[
https://issues.apache.org/jira/browse/SPARK-13488?page=com.atlassian.jira.plugin.system.issuetabpanels:all-tabpanel
]
NITESH VERMA reopened SPARK-13488:
----------------------------------
Hi, i closed it by mistake. so reopening it to add more details and
understanding.
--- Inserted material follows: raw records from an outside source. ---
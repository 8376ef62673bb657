//! Translate a `(Model, InferenceService)` pair into a Service and, on the
//! containerized path, a Deployment. Pure function, no I/O: whether the
//! pod needs an init-stage downloader is passed in by the caller, which
//! already knows the cache state from the reconciler's own cache lookup.

use std::collections::BTreeMap;

use k8s_openapi::api::apps::v1::{Deployment, DeploymentSpec};
use k8s_openapi::api::core::v1::{
    Container, ContainerPort, EnvVar, PersistentVolumeClaimVolumeSource, PodSpec,
    PodTemplateSpec, ResourceRequirements, Service, ServicePort, ServiceSpec, Volume, VolumeMount,
};
use k8s_openapi::apimachinery::pkg::api::resource::Quantity;
use k8s_openapi::apimachinery::pkg::apis::meta::v1::{LabelSelector, ObjectMeta, OwnerReference};

use crate::api::{Accelerator, InferenceService, Model};
use crate::dns::sanitize;

use super::args::build_args;
use super::error::WorkloadError;
use super::tolerations;

pub const CACHE_MOUNT_PATH: &str = "/mnt/model-cache";
pub const CPU_IMAGE: &str = "ghcr.io/llmkube/llama-server:cpu";
pub const CUDA_IMAGE: &str = "ghcr.io/llmkube/llama-server:cuda";
pub const OWNER_LABEL: &str = "llmkube.io/inference-service";
pub const PATH_ANNOTATION: &str = "llmkube.io/path";

/// Everything the reconciler needs to apply for one `InferenceService`.
pub struct WorkloadSpec {
    pub service: Service,
    /// `None` on the Metal path — the host agent owns pod lifecycle there.
    pub deployment: Option<Deployment>,
    pub app_label: String,
}

/// Build the derived Service and (containerized path) Deployment for
/// `isvc`, whose `model_ref` resolves to `model`.
///
/// `model_cached` tells the builder whether the pod-local init downloader
/// is necessary: when `true` the init container is a no-op existence
/// check; when `false` it performs the real fetch for this pod.
pub fn build(
    model: &Model,
    isvc: &InferenceService,
    owner: OwnerReference,
    model_cached: bool,
) -> Result<WorkloadSpec, WorkloadError> {
    isvc.spec.validate().map_err(WorkloadError::InvalidSpec)?;

    let app_label = sanitize(&isvc.name_any());
    let service = build_service(isvc, &app_label, owner.clone());

    let deployment = if model.spec.hardware.accelerator == Accelerator::Metal {
        None
    } else {
        Some(build_deployment(model, isvc, &app_label, owner, model_cached)?)
    };

    Ok(WorkloadSpec {
        service,
        deployment,
        app_label,
    })
}

fn build_service(isvc: &InferenceService, app_label: &str, owner: OwnerReference) -> Service {
    let mut selector = BTreeMap::new();
    selector.insert("app".to_string(), app_label.to_string());

    let mut annotations = BTreeMap::new();
    annotations.insert(PATH_ANNOTATION.to_string(), isvc.spec.endpoint.path.clone());

    Service {
        metadata: ObjectMeta {
            name: Some(app_label.to_string()),
            namespace: isvc.namespace(),
            owner_references: Some(vec![owner]),
            labels: Some(selector.clone()),
            annotations: Some(annotations),
            ..Default::default()
        },
        spec: Some(ServiceSpec {
            type_: Some(service_type_str(isvc.spec.endpoint.service_type).to_string()),
            selector: Some(selector),
            ports: Some(vec![ServicePort {
                port: isvc.spec.endpoint.port as i32,
                target_port: Some(k8s_openapi::apimachinery::pkg::util::intstr::IntOrString::Int(
                    isvc.spec.endpoint.port as i32,
                )),
                ..Default::default()
            }]),
            ..Default::default()
        }),
        ..Default::default()
    }
}

fn service_type_str(t: crate::api::ServiceType) -> &'static str {
    use crate::api::ServiceType;
    match t {
        ServiceType::ClusterIP => "ClusterIP",
        ServiceType::NodePort => "NodePort",
        ServiceType::LoadBalancer => "LoadBalancer",
    }
}

fn build_deployment(
    model: &Model,
    isvc: &InferenceService,
    app_label: &str,
    owner: OwnerReference,
    model_cached: bool,
) -> Result<Deployment, WorkloadError> {
    let gpu_count = isvc.spec.resources.gpu;
    let gpu_requested = gpu_count > 0;

    let mut labels = BTreeMap::new();
    labels.insert("app".to_string(), app_label.to_string());
    labels.insert(OWNER_LABEL.to_string(), sanitize(&isvc.name_any()));

    let cache_key = model.status.as_ref().and_then(|s| s.cache_key.clone()).unwrap_or_default();
    let ext = "gguf";
    let cache_path = format!("{CACHE_MOUNT_PATH}/{cache_key}/model.{ext}");

    let image = isvc.spec.image.clone().unwrap_or_else(|| {
        if gpu_requested { CUDA_IMAGE.to_string() } else { CPU_IMAGE.to_string() }
    });

    let declared_layers = model
        .spec
        .hardware
        .gpu
        .as_ref()
        .map(|g| g.layers)
        .unwrap_or(-1);

    let args = build_args(&cache_path, isvc.spec.endpoint.port, gpu_requested, declared_layers);

    let mut resources = BTreeMap::new();
    if let Some(cpu) = &isvc.spec.resources.cpu {
        resources.insert("cpu".to_string(), Quantity(cpu.clone()));
    }
    if let Some(mem) = &isvc.spec.resources.memory {
        resources.insert("memory".to_string(), Quantity(mem.clone()));
    }
    if gpu_requested {
        resources.insert("nvidia.com/gpu".to_string(), Quantity(gpu_count.to_string()));
    }

    let volume_mounts = vec![VolumeMount {
        name: "model-cache".to_string(),
        mount_path: CACHE_MOUNT_PATH.to_string(),
        read_only: Some(true),
        ..Default::default()
    }];

    let main_container = Container {
        name: "inference-server".to_string(),
        image: Some(image),
        args: Some(args),
        ports: Some(vec![ContainerPort {
            container_port: isvc.spec.endpoint.port as i32,
            ..Default::default()
        }]),
        resources: Some(ResourceRequirements {
            requests: Some(resources.clone()),
            limits: Some(resources),
            ..Default::default()
        }),
        volume_mounts: Some(volume_mounts),
        ..Default::default()
    };

    let init_containers = (!model_cached).then(|| {
        vec![Container {
            name: "model-downloader".to_string(),
            image: Some(CPU_IMAGE.to_string()),
            command: Some(vec!["llmkube-operator".to_string(), "fetch-init".to_string()]),
            env: Some(vec![
                EnvVar { name: "LLMKUBE_SOURCE".to_string(), value: Some(model.spec.source.clone()), ..Default::default() },
                EnvVar { name: "LLMKUBE_DEST".to_string(), value: Some(cache_path.clone()), ..Default::default() },
            ]),
            volume_mounts: Some(vec![VolumeMount {
                name: "model-cache".to_string(),
                mount_path: CACHE_MOUNT_PATH.to_string(),
                read_only: Some(false),
                ..Default::default()
            }]),
            ..Default::default()
        }]
    });

    let tolerations = tolerations::merge(
        isvc.spec.tolerations.as_deref().unwrap_or(&[]),
        gpu_requested,
    );

    let pod_spec = PodSpec {
        containers: vec![main_container],
        init_containers,
        tolerations: Some(tolerations),
        node_selector: isvc.spec.node_selector.clone(),
        volumes: Some(vec![Volume {
            name: "model-cache".to_string(),
            persistent_volume_claim: Some(PersistentVolumeClaimVolumeSource {
                claim_name: crate::cache::PVC_NAME.to_string(),
                read_only: Some(true),
            }),
            ..Default::default()
        }]),
        ..Default::default()
    };

    Ok(Deployment {
        metadata: ObjectMeta {
            name: Some(app_label.to_string()),
            namespace: isvc.namespace(),
            owner_references: Some(vec![owner]),
            labels: Some(labels.clone()),
            ..Default::default()
        },
        spec: Some(DeploymentSpec {
            replicas: Some(isvc.spec.replicas),
            selector: LabelSelector {
                match_labels: Some({
                    let mut m = BTreeMap::new();
                    m.insert("app".to_string(), app_label.to_string());
                    m
                }),
                ..Default::default()
            },
            template: PodTemplateSpec {
                metadata: Some(ObjectMeta { labels: Some(labels), ..Default::default() }),
                spec: Some(pod_spec),
            },
            ..Default::default()
        }),
        ..Default::default()
    })
}

use kube::ResourceExt;

#[cfg(test)]
mod tests {
    use super::*;
    use crate::api::{Accelerator, EndpointSpec, GpuSpec, HardwareSpec, InferenceServiceSpec, IsvcResources, ModelSpec, ModelStatus};
    use kube::Resource;

    fn owner_ref() -> OwnerReference {
        OwnerReference {
            api_version: "llmkube.io/v1alpha1".to_string(),
            kind: "InferenceService".to_string(),
            name: "x".to_string(),
            uid: "uid".to_string(),
            ..Default::default()
        }
    }

    fn model(accelerator: Accelerator, layers: i64) -> Model {
        let mut m = Model::new("tinyllama", ModelSpec {
            source: "https://example.invalid/tinyllama.gguf".to_string(),
            hardware: HardwareSpec {
                accelerator,
                gpu: Some(GpuSpec { enabled: true, count: 1, layers, ..Default::default() }),
            },
            ..Default::default()
        });
        m.meta_mut().namespace = Some("default".to_string());
        m.status = Some(ModelStatus {
            cache_key: Some("abcdef0123456789".to_string()),
            ..Default::default()
        });
        m
    }

    fn isvc(name: &str, gpu: u8) -> InferenceService {
        let mut svc = InferenceService::new(name, InferenceServiceSpec {
            model_ref: "tinyllama".to_string(),
            replicas: 1,
            image: None,
            endpoint: EndpointSpec::default(),
            resources: IsvcResources { gpu, cpu: Some("500m".to_string()), memory: Some("1Gi".to_string()), gpu_memory: None },
            tolerations: None,
            node_selector: None,
        });
        svc.meta_mut().namespace = Some("default".to_string());
        svc
    }

    #[test]
    fn cpu_path_has_no_gpu_toleration_or_request() {
        let model = model(Accelerator::Cpu, -1);
        let isvc = isvc("tinyllama", 0);
        let spec = build(&model, &isvc, owner_ref(), true).unwrap();
        let deployment = spec.deployment.unwrap();
        let pod = deployment.spec.unwrap().template.spec.unwrap();
        assert!(pod.tolerations.unwrap_or_default().is_empty());
        assert_eq!(spec.service.metadata.name.as_deref(), Some("tinyllama"));
    }

    #[test]
    fn service_carries_path_annotation() {
        let model = model(Accelerator::Cpu, -1);
        let isvc = isvc("tinyllama", 0);
        let spec = build(&model, &isvc, owner_ref(), true).unwrap();
        let annotations = spec.service.metadata.annotations.unwrap();
        assert_eq!(annotations.get(PATH_ANNOTATION).map(String::as_str), Some("/v1/chat/completions"));
    }

    #[test]
    fn metal_accelerator_skips_deployment() {
        let model = model(Accelerator::Metal, -1);
        let isvc = isvc("tinyllama", 0);
        let spec = build(&model, &isvc, owner_ref(), true).unwrap();
        assert!(spec.deployment.is_none());
        assert_eq!(spec.service.metadata.name.as_deref(), Some("tinyllama"));
    }

    #[test]
    fn dotted_name_is_sanitized_everywhere() {
        let model = model(Accelerator::Cpu, -1);
        let isvc = isvc("llama-3.1-8b", 0);
        let spec = build(&model, &isvc, owner_ref(), true).unwrap();
        assert_eq!(spec.app_label, "llama-3-1-8b");
        assert_eq!(spec.service.metadata.name.as_deref(), Some("llama-3-1-8b"));
    }

    #[test]
    fn gpu_auto_layers_use_sentinel_and_toleration_present() {
        let model = model(Accelerator::Cuda, -1);
        let isvc = isvc("tinyllama", 1);
        let spec = build(&model, &isvc, owner_ref(), true).unwrap();
        let deployment = spec.deployment.unwrap();
        let pod = deployment.spec.unwrap().template.spec.unwrap();
        assert_eq!(pod.tolerations.unwrap().len(), 1);
        let args = pod.containers[0].args.clone().unwrap();
        let idx = args.iter().position(|a| a == "--n-gpu-layers").unwrap();
        assert_eq!(args[idx + 1], "99");
        assert_eq!(pod.containers[0].image.as_deref(), Some(CUDA_IMAGE));
    }

    #[test]
    fn init_container_present_only_when_not_cached() {
        let model = model(Accelerator::Cpu, -1);
        let isvc = isvc("tinyllama", 0);

        let cached = build(&model, &isvc, owner_ref(), true).unwrap();
        let pod = cached.deployment.unwrap().spec.unwrap().template.spec.unwrap();
        assert!(pod.init_containers.is_none());

        let uncached = build(&model, &isvc, owner_ref(), false).unwrap();
        let pod = uncached.deployment.unwrap().spec.unwrap().template.spec.unwrap();
        assert_eq!(pod.init_containers.unwrap().len(), 1);
    }

    #[test]
    fn rebuild_with_unchanged_inputs_is_byte_identical() {
        let model = model(Accelerator::Cuda, -1);
        let isvc = isvc("tinyllama", 1);
        let first = build(&model, &isvc, owner_ref(), true).unwrap();
        let second = build(&model, &isvc, owner_ref(), true).unwrap();
        assert_eq!(
            serde_json::to_string(&first.deployment).unwrap(),
            serde_json::to_string(&second.deployment).unwrap(),
        );
    }
}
Thanks
> PairDStreamFunctions.mapWithState fails in case timeout is set
> java.util.NoSuchElementException: None.get
> ---------------------------------------------------------------------------------------------------------
>
> Key: SPARK-13488
> URL: https://issues.apache.org/jira/browse/SPARK-13488
> Project: Spark
> Issue Type: Bug
> Affects Versions: 1.6.0
> Reporter: NITESH VERMA
>
> Using the new spark mapWithState API, I've encountered a issue when setting a
> timeout for mapWithState
> hi i am using mapwithstate api with timeout functionality and i am getting
> below mentioned exception when timeout interval hits for ideal data
> i am using example located here at this location
> https://github.com/apache/spark/blob/master/examples/src/main/java/org/apache/spark/examples/streaming/JavaStatefulNetworkWordCount.java
> but some changes done:
> 1. org.apache.spark.api.java.Optional class is not available in 1.6 so i am
> using guava library for Optional
> 2. i have used timeout fucnctionality
> below is part of code :
>
> JavaPairDStream<String, Integer> wordsDstream = words.mapToPair(
> new PairFunction<String, String, Integer>() {
> @Override
> public Tuple2<String, Integer> call(String s) {
> return new Tuple2<>(s, 1);
> }
> });
>
>
> **// Update the cumulative count function
> Function3<String, Optional<Integer>, State<Integer>, Tuple2<String,
> Integer>> mappingFunc =
> new Function3<String, Optional<Integer>, State<Integer>,
> Tuple2<String, Integer>>() {
> @Override
> public Tuple2<String, Integer> call(String word, Optional<Integer>
> one, State<Integer> state) {
>
>
> int sum = one.or(0) + (state.exists() ? state.get() : 0);
> Tuple2<String, Integer> output = new Tuple2<>(word, sum);
> state.update(sum);
> return output;
> }
> };
>
>
> // DStream made of get cumulative counts that get updated in every batch
> JavaMapWithStateDStream<String, Integer, Integer, Tuple2<String,
> Integer>> stateDstream =
>
> wordsDstream.mapWithState(StateSpec.function(mappingFunc).initialState(initialRDD).timeout(new
> Duration(1000) ));**
> when i ran above mentioned code i was getting below mentioned exception
> 16/02/25 11:41:33 ERROR Executor: Exception in task 0.0 in stage 157.0
> (TID 22)
> java.util.NoSuchElementException: None.get
> at scala.None$.get(Option.scala:313)
> at scala.None$.get(Option.scala:311)
> at
> org.apache.spark.streaming.StateSpec$$anonfun$3.apply(StateSpec.scala:222)
> at
> org.apache.spark.streaming.StateSpec$$anonfun$3.apply(StateSpec.scala:221)
> at
> org.apache.spark.streaming.StateSpec$$anonfun$1.apply(StateSpec.scala:180)
> at
> org.apache.spark.streaming.StateSpec$$anonfun$1.apply(StateSpec.scala:179)
> at
> org.apache.spark.streaming.rdd.MapWithStateRDDRecord$$anonfun$updateRecordWithData$2.apply(MapWithStateRDD.scala:71)
> at
> org.apache.spark.streaming.rdd.MapWithStateRDDRecord$$anonfun$updateRecordWithData$2.apply(MapWithStateRDD.scala:69)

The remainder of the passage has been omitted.